### What to work on
After finding the line with "Off by default." in the data below, set down exactly each line through the one with "let mut tokens: Vec<String> = text", inclusive, and stop there.

Segment Open

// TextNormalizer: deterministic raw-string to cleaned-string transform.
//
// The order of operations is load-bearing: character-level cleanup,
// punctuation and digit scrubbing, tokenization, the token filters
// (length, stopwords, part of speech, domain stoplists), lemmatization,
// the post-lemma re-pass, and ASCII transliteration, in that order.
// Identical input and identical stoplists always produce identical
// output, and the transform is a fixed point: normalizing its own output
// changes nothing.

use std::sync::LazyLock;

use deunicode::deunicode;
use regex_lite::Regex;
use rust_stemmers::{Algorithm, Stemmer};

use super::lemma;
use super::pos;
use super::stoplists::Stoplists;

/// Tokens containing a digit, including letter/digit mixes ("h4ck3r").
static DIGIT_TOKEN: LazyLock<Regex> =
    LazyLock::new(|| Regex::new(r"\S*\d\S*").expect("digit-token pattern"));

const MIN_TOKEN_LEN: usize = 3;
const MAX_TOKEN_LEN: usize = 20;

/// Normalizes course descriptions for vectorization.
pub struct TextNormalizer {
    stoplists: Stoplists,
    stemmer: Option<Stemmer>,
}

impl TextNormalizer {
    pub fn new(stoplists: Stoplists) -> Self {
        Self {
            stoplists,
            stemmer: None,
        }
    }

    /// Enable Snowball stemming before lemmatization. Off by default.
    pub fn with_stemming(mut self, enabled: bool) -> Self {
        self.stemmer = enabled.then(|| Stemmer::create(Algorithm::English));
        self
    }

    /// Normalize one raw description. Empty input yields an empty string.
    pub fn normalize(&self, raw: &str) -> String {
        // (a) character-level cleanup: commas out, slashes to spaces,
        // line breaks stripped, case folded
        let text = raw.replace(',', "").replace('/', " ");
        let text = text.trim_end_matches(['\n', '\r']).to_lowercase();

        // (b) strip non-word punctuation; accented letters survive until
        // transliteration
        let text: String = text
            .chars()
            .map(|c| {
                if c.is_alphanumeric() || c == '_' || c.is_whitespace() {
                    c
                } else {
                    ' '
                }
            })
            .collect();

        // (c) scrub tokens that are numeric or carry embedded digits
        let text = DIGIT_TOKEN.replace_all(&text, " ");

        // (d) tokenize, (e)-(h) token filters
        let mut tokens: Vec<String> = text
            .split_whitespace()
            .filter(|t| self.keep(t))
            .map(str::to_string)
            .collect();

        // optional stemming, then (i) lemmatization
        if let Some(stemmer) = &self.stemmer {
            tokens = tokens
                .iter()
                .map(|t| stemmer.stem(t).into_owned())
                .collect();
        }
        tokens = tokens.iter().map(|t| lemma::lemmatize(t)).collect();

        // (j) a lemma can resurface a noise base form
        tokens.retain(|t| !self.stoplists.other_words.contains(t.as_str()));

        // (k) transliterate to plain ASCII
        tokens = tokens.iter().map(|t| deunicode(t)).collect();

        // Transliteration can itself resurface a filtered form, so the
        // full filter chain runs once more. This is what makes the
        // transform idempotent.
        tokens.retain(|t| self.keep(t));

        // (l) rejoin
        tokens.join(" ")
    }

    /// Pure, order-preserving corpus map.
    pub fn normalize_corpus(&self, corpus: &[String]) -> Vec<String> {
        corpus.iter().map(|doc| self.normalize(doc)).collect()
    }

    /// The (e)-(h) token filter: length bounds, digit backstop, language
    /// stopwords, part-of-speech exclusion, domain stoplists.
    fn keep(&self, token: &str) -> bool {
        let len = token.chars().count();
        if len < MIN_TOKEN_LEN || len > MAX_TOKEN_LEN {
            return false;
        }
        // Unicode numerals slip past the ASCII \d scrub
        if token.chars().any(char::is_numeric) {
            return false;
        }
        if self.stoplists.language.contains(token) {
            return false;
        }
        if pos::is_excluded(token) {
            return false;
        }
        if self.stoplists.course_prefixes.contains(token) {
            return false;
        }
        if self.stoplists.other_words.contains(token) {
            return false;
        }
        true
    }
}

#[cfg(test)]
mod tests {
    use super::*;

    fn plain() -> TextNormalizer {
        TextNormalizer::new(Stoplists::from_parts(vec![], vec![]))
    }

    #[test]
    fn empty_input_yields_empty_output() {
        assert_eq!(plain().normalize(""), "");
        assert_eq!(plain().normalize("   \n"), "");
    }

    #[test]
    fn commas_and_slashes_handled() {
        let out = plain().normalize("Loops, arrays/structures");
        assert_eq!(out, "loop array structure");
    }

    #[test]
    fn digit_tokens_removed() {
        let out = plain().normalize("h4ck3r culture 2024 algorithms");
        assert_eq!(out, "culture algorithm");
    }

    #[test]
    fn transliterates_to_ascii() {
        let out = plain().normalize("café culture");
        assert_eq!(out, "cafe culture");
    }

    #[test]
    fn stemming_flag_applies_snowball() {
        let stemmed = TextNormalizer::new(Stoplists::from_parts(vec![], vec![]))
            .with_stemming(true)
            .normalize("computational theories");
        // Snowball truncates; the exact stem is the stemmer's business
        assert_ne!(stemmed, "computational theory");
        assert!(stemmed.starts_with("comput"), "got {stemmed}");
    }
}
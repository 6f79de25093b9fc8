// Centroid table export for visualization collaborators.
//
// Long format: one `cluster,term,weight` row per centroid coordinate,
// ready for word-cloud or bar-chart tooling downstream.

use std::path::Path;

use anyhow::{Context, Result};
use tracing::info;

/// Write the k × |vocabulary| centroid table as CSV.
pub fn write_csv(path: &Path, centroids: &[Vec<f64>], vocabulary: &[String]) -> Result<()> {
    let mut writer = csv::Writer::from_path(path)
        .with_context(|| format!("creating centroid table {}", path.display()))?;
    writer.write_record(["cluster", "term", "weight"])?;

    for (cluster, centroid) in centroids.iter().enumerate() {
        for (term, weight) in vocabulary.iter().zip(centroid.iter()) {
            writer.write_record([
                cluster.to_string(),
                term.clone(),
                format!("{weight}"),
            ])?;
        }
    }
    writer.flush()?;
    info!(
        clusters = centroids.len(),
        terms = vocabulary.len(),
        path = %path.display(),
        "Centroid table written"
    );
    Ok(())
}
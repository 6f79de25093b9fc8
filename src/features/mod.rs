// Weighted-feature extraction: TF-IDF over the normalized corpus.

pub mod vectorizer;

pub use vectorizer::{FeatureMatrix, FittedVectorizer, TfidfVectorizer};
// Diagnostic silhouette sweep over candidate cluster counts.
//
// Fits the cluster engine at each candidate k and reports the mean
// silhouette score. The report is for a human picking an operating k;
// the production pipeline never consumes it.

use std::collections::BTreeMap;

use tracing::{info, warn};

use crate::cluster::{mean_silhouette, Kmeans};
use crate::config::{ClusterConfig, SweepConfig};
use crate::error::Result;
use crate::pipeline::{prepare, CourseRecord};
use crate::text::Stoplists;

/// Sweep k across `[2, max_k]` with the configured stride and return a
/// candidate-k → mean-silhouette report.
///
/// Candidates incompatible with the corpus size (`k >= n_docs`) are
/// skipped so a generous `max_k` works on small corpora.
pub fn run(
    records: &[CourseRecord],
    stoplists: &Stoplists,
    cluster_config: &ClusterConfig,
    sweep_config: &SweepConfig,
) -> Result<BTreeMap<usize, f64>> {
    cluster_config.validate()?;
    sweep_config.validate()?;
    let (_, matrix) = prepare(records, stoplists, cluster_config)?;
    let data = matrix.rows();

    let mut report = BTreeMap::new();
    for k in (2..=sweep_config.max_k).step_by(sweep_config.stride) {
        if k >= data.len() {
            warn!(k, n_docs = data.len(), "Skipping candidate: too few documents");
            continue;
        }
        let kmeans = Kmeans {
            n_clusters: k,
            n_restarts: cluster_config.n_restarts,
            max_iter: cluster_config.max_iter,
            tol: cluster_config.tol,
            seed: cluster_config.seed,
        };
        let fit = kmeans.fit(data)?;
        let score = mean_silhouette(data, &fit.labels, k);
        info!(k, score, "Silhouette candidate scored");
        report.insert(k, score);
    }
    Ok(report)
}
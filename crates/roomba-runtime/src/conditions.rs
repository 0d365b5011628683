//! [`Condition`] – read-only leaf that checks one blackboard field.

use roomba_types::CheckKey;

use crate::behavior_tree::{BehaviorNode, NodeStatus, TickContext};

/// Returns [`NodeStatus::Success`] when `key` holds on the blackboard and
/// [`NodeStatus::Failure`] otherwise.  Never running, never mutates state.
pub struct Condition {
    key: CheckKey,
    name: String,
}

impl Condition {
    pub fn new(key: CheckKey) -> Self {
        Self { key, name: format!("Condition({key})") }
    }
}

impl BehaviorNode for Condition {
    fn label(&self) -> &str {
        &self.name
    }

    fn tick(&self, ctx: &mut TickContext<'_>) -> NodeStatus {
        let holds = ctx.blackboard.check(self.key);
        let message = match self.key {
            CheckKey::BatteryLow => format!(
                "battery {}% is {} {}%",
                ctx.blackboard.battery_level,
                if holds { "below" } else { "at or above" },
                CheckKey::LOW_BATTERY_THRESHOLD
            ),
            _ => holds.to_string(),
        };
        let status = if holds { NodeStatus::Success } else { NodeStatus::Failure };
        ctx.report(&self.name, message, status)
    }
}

Segment Closed

### Output for this task
    /// Enable Snowball stemming before lemmatization. Off by default.
    pub fn with_stemming(mut self, enabled: bool) -> Self {
        self.stemmer = enabled.then(|| Stemmer::create(Algorithm::English));
        self
    }

    /// Normalize one raw description. Empty input yields an empty string.
    pub fn normalize(&self, raw: &str) -> String {
        // (a) character-level cleanup: commas out, slashes to spaces,
        // line breaks stripped, case folded
        let text = raw.replace(',', "").replace('/', " ");
        let text = text.trim_end_matches(['\n', '\r']).to_lowercase();

        // (b) strip non-word punctuation; accented letters survive until
        // transliteration
        let text: String = text
            .chars()
            .map(|c| {
                if c.is_alphanumeric() || c == '_' || c.is_whitespace() {
                    c
                } else {
                    ' '
                }
            })
            .collect();

        // (c) scrub tokens that are numeric or carry embedded digits
        let text = DIGIT_TOKEN.replace_all(&text, " ");

        // (d) tokenize, (e)-(h) token filters
        let mut tokens: Vec<String> = text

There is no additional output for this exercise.